## Your instructions
Reproduce exactly the lines below from the one containing "use std::path::Path;" through the one containing "as run artifacts.", including both, and nothing else.

## Entries taken from a collection
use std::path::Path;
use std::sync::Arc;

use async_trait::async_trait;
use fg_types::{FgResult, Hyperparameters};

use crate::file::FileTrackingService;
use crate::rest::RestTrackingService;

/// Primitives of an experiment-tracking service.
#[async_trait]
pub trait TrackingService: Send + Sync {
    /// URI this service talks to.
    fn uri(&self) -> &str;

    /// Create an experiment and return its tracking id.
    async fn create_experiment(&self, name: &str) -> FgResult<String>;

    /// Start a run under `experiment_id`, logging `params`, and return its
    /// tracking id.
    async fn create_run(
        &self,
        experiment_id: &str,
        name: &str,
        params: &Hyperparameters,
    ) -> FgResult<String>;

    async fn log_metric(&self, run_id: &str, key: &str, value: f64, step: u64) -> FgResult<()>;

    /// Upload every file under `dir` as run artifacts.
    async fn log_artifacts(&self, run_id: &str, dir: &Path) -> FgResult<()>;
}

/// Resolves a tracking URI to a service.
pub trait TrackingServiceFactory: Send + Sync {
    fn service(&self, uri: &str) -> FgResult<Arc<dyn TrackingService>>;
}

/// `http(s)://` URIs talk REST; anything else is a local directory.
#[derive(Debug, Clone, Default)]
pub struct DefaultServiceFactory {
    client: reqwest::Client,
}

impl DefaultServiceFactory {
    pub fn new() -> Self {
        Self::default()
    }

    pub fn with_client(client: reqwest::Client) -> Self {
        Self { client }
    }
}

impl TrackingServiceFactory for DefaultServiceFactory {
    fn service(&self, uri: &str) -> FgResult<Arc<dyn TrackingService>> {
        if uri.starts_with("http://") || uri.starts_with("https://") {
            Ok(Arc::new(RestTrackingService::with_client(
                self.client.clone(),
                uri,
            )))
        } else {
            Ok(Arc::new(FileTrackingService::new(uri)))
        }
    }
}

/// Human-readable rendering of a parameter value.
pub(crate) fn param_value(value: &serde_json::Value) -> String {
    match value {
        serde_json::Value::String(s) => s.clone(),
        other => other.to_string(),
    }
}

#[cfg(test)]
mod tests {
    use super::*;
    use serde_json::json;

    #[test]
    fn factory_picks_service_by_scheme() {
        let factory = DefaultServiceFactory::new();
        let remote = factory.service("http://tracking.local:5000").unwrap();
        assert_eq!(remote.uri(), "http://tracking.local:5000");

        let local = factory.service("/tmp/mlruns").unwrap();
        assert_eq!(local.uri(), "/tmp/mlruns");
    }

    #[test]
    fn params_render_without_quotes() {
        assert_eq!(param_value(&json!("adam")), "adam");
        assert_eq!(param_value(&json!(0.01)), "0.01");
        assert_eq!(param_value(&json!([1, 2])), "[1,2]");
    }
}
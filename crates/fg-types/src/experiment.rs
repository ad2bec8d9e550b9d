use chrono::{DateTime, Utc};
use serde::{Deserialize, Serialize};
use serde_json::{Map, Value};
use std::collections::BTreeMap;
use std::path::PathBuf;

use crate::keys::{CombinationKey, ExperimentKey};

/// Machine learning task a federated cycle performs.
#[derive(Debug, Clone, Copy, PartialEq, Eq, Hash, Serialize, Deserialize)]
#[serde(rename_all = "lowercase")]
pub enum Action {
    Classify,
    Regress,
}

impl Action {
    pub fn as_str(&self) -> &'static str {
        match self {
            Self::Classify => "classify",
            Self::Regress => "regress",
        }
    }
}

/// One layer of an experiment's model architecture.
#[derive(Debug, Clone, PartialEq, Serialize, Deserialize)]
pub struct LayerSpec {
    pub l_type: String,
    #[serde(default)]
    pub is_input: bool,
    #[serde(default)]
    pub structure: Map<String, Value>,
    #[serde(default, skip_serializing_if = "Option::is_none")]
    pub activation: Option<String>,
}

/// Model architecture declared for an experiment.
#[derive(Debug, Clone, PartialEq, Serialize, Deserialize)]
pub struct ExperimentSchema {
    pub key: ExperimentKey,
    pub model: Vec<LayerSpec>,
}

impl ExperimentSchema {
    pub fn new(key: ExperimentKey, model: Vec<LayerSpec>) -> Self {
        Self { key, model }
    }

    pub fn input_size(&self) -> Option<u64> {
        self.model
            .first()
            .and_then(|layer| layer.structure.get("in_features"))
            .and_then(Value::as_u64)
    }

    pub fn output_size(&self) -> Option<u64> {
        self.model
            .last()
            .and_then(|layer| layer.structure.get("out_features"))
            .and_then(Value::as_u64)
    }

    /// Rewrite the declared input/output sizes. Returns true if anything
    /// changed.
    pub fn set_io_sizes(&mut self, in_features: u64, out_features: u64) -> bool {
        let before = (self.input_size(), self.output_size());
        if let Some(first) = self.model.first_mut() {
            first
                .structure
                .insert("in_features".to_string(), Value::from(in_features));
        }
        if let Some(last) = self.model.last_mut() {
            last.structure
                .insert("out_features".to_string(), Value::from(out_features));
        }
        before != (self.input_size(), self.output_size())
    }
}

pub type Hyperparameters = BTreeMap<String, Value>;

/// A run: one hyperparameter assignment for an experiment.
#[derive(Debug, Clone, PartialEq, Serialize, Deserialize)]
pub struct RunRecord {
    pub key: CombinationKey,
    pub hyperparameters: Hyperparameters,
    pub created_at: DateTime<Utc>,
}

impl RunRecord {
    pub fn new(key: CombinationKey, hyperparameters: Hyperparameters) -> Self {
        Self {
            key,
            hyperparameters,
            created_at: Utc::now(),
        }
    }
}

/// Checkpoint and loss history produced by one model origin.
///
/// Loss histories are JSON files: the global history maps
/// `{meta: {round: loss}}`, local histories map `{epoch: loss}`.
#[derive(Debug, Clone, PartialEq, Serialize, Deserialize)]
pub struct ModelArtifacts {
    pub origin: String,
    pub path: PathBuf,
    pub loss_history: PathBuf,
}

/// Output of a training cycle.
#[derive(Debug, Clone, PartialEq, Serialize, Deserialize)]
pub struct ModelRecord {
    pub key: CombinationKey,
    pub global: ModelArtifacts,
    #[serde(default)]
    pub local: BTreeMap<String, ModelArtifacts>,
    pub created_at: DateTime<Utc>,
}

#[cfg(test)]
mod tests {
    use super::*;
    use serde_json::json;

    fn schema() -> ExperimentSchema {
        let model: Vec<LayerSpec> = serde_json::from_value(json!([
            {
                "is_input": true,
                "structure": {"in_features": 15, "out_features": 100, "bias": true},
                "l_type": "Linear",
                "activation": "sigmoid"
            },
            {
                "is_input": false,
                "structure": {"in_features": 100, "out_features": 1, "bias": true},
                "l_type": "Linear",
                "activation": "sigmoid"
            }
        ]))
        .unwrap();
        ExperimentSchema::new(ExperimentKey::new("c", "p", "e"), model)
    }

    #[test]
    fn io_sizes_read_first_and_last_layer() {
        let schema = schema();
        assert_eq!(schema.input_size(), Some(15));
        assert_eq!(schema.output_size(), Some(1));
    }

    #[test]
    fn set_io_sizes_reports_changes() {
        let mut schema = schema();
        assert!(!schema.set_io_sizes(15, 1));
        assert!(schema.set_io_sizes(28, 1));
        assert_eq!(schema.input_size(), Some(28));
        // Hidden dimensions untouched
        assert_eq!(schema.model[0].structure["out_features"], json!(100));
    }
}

* * *

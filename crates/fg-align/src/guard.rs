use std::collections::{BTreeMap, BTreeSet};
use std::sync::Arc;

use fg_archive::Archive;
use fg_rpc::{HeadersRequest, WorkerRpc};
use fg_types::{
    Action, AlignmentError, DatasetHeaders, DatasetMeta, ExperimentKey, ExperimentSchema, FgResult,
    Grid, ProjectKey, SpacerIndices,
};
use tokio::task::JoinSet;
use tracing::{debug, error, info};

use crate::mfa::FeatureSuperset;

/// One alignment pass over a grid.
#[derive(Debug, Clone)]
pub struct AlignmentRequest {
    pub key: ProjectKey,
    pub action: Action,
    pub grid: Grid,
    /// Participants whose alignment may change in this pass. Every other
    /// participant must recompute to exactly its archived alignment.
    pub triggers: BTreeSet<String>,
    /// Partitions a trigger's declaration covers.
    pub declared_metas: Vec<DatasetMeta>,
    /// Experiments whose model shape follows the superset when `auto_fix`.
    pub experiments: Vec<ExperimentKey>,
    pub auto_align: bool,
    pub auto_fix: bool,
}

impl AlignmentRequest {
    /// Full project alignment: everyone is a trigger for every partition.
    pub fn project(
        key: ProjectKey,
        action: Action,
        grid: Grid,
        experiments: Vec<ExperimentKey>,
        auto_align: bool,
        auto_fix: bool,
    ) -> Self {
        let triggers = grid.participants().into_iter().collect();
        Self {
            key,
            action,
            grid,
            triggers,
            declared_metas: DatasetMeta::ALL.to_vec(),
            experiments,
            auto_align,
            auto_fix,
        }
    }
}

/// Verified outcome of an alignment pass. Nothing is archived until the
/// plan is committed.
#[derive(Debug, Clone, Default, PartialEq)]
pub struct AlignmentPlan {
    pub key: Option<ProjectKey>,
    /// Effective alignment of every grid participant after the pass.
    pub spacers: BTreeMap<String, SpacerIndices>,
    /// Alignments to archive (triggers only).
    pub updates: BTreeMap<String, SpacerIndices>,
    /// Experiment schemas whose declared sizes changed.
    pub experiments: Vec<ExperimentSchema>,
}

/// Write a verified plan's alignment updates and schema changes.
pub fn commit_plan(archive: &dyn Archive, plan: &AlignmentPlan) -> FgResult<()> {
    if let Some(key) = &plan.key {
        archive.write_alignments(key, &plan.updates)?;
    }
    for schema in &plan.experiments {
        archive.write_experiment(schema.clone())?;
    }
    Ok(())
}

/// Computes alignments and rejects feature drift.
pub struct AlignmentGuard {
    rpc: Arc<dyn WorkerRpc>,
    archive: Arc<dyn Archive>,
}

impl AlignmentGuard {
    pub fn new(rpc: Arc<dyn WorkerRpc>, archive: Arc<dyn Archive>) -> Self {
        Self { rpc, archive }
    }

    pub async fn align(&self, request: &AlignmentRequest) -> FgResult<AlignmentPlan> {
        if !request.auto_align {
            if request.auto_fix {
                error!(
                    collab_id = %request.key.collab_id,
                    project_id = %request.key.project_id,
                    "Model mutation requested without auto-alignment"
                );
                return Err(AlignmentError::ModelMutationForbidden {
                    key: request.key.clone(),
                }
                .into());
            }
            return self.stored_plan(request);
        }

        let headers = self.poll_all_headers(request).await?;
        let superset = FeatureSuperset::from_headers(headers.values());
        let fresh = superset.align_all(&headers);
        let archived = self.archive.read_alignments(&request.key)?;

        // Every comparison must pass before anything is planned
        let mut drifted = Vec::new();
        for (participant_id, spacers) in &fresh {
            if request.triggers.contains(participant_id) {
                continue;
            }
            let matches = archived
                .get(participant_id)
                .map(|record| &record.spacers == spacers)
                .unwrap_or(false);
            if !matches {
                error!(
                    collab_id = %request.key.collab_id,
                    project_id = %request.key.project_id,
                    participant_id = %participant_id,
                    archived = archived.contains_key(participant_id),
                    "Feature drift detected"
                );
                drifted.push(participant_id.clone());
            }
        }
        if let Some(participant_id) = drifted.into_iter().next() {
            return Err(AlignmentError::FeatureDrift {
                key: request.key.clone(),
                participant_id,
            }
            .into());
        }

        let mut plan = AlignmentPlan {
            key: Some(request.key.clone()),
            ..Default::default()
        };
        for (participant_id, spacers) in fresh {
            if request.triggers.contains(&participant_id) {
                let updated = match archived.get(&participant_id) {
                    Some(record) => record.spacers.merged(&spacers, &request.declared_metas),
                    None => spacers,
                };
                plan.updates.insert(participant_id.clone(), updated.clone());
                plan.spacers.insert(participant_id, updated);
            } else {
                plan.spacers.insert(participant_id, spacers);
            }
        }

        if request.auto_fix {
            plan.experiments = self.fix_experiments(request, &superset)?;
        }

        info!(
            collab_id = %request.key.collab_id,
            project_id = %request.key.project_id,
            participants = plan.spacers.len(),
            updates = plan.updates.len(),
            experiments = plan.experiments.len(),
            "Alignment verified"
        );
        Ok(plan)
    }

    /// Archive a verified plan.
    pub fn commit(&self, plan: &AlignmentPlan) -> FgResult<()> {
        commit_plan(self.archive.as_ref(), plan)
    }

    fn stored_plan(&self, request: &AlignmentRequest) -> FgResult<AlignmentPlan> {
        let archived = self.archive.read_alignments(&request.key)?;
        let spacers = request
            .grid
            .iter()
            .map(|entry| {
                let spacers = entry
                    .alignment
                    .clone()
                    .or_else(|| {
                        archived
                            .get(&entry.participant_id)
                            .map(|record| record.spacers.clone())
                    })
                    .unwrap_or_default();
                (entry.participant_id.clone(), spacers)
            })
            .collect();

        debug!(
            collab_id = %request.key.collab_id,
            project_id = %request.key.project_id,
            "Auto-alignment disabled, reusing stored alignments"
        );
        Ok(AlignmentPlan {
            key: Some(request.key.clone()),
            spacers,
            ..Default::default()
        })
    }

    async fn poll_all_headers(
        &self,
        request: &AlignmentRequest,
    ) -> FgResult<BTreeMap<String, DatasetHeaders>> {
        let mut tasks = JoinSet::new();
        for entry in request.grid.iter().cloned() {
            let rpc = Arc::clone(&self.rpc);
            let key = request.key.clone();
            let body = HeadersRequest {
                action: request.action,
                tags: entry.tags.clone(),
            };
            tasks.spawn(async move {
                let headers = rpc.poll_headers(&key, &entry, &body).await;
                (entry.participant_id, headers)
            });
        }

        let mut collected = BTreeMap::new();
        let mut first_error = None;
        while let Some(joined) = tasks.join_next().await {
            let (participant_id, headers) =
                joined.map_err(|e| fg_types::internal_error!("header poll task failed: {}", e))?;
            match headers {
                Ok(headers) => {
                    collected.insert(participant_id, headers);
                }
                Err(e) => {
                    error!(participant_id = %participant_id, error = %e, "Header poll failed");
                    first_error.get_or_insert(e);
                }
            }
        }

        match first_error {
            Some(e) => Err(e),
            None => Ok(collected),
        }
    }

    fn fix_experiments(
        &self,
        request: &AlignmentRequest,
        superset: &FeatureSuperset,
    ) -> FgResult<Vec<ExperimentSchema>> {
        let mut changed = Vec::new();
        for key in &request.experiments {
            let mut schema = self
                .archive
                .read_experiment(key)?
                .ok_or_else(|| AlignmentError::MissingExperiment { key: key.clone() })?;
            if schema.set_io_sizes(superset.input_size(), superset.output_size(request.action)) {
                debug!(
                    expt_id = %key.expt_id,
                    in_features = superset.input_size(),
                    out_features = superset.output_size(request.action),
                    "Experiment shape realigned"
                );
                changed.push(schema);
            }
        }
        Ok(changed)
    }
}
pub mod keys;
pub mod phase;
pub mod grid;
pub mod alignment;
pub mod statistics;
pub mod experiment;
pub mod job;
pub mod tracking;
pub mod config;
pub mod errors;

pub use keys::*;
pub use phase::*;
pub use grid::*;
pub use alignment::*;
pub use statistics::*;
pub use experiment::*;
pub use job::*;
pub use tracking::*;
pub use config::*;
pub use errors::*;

---

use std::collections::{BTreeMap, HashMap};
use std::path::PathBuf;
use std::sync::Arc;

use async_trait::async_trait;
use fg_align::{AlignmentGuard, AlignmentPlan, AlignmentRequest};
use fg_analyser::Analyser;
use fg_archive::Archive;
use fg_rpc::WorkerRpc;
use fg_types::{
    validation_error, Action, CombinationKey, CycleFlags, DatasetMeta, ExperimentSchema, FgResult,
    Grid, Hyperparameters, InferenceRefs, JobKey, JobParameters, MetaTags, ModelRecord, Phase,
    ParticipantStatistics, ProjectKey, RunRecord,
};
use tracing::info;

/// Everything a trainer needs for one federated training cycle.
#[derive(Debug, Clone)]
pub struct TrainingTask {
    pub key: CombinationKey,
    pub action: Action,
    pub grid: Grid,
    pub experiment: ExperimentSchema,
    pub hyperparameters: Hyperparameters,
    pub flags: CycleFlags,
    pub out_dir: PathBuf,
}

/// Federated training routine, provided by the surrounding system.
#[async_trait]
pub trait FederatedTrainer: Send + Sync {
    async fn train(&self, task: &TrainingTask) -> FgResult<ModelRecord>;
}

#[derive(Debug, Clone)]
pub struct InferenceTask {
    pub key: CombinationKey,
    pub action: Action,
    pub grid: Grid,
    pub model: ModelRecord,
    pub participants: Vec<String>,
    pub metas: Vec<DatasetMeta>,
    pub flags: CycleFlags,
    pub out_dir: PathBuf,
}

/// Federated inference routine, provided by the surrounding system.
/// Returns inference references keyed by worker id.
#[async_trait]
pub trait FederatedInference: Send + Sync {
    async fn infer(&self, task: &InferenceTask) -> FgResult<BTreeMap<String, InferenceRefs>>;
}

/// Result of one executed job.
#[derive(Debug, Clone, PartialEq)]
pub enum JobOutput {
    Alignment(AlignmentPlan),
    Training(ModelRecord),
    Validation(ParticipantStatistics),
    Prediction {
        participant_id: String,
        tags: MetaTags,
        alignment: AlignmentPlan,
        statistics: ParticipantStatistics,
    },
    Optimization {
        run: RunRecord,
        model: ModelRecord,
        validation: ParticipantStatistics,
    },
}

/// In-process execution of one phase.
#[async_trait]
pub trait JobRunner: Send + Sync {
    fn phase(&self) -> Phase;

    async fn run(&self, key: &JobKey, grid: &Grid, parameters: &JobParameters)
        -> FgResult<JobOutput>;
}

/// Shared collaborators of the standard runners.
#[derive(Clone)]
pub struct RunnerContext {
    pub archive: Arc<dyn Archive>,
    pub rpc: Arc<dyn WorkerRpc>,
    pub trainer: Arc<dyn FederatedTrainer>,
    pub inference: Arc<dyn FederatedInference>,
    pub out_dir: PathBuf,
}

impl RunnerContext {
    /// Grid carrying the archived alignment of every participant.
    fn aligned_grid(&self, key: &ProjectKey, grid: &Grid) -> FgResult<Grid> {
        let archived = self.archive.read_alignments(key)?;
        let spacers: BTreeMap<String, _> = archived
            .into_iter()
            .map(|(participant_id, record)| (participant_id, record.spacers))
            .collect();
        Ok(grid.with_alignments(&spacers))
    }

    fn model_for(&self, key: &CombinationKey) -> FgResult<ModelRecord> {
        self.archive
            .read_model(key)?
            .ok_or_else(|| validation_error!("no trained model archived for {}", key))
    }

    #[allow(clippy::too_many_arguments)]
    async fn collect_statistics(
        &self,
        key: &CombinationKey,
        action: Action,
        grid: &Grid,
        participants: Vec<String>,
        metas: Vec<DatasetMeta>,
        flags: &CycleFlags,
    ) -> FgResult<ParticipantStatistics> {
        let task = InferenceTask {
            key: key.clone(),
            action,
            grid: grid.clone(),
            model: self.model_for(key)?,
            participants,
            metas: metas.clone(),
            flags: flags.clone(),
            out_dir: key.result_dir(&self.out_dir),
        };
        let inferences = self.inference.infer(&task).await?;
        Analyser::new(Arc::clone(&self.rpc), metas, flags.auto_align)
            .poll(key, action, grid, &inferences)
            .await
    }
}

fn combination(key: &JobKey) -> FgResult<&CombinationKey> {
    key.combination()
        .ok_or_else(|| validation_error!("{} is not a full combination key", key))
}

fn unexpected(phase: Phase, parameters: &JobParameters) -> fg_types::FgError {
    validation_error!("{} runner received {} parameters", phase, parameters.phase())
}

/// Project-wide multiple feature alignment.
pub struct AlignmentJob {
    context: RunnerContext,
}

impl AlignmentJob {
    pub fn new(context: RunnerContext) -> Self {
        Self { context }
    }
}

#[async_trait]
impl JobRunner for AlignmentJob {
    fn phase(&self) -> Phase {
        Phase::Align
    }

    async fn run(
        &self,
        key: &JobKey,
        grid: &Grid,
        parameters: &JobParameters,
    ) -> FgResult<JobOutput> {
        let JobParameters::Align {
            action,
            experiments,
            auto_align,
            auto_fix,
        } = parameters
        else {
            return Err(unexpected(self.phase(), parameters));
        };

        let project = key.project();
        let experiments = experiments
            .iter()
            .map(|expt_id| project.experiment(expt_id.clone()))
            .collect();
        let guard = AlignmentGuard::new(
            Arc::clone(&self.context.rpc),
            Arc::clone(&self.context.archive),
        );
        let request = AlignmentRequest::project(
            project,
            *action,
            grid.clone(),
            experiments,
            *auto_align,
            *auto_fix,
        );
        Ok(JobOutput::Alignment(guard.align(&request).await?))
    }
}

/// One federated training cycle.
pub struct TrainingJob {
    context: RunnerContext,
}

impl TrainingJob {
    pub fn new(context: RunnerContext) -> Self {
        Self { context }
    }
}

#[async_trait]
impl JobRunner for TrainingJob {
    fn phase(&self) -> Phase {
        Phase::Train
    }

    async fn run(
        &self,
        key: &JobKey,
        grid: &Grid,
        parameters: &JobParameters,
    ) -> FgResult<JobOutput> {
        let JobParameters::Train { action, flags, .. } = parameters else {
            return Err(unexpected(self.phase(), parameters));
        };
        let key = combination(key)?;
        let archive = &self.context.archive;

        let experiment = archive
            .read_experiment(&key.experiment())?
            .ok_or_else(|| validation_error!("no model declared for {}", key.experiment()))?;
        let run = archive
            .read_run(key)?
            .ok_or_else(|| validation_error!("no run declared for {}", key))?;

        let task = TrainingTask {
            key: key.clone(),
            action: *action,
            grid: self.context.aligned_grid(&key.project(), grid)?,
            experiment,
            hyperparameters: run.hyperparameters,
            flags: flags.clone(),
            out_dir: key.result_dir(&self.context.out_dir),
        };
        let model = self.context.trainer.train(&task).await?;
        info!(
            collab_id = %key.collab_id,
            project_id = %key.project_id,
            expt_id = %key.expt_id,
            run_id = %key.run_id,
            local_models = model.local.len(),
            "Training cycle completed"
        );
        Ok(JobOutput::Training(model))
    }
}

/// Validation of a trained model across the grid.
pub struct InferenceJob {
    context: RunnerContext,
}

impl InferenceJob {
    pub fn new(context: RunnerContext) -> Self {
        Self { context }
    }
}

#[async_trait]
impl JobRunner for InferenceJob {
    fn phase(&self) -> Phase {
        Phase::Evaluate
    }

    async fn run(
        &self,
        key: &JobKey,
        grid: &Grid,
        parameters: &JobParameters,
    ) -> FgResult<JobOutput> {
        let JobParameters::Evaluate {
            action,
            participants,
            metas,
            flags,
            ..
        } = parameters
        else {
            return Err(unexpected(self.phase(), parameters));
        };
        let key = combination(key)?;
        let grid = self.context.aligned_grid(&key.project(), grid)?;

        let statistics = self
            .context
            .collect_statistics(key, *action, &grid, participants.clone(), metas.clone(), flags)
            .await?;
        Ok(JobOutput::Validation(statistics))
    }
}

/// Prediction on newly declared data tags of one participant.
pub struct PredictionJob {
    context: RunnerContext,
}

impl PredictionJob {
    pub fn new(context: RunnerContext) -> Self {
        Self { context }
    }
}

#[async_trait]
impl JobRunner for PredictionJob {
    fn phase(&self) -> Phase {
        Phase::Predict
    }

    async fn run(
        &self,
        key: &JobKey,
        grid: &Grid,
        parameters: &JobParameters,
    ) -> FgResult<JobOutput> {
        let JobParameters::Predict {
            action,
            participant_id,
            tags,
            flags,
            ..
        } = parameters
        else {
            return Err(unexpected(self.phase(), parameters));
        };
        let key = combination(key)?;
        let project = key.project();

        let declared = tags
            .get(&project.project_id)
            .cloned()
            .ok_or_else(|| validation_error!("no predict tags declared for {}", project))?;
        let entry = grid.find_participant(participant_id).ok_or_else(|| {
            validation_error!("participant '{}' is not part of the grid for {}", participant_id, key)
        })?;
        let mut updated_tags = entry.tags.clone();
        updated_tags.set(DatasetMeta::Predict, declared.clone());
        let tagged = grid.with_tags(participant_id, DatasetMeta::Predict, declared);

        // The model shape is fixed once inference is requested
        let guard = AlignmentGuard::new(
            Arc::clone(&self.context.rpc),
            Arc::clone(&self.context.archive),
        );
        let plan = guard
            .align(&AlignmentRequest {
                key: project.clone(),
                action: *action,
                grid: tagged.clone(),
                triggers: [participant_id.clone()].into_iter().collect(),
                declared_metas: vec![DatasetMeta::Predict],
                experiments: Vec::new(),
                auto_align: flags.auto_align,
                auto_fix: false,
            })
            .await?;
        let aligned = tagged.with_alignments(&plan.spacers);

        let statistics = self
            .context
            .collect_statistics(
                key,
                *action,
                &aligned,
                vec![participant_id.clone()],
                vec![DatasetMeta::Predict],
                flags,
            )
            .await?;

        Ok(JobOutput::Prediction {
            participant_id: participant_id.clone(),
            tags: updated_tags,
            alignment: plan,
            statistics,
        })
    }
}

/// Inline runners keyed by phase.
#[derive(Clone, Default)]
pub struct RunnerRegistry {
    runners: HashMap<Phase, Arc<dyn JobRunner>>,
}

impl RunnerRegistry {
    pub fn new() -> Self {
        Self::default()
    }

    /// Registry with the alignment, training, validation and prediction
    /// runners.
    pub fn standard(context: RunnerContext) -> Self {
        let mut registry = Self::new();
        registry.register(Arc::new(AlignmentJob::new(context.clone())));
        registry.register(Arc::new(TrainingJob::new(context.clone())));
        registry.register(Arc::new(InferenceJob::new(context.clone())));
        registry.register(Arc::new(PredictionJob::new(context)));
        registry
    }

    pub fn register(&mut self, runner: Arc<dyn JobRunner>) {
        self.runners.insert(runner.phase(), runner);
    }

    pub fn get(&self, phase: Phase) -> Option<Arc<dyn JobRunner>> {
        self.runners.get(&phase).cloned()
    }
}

## Answer area
use std::path::Path;
use std::sync::Arc;

use async_trait::async_trait;
use fg_types::{FgResult, Hyperparameters};

use crate::file::FileTrackingService;
use crate::rest::RestTrackingService;

/// Primitives of an experiment-tracking service.
#[async_trait]
pub trait TrackingService: Send + Sync {
    /// URI this service talks to.
    fn uri(&self) -> &str;

    /// Create an experiment and return its tracking id.
    async fn create_experiment(&self, name: &str) -> FgResult<String>;

    /// Start a run under `experiment_id`, logging `params`, and return its
    /// tracking id.
    async fn create_run(
        &self,
        experiment_id: &str,
        name: &str,
        params: &Hyperparameters,
    ) -> FgResult<String>;

    async fn log_metric(&self, run_id: &str, key: &str, value: f64, step: u64) -> FgResult<()>;

    /// Upload every file under `dir` as run artifacts.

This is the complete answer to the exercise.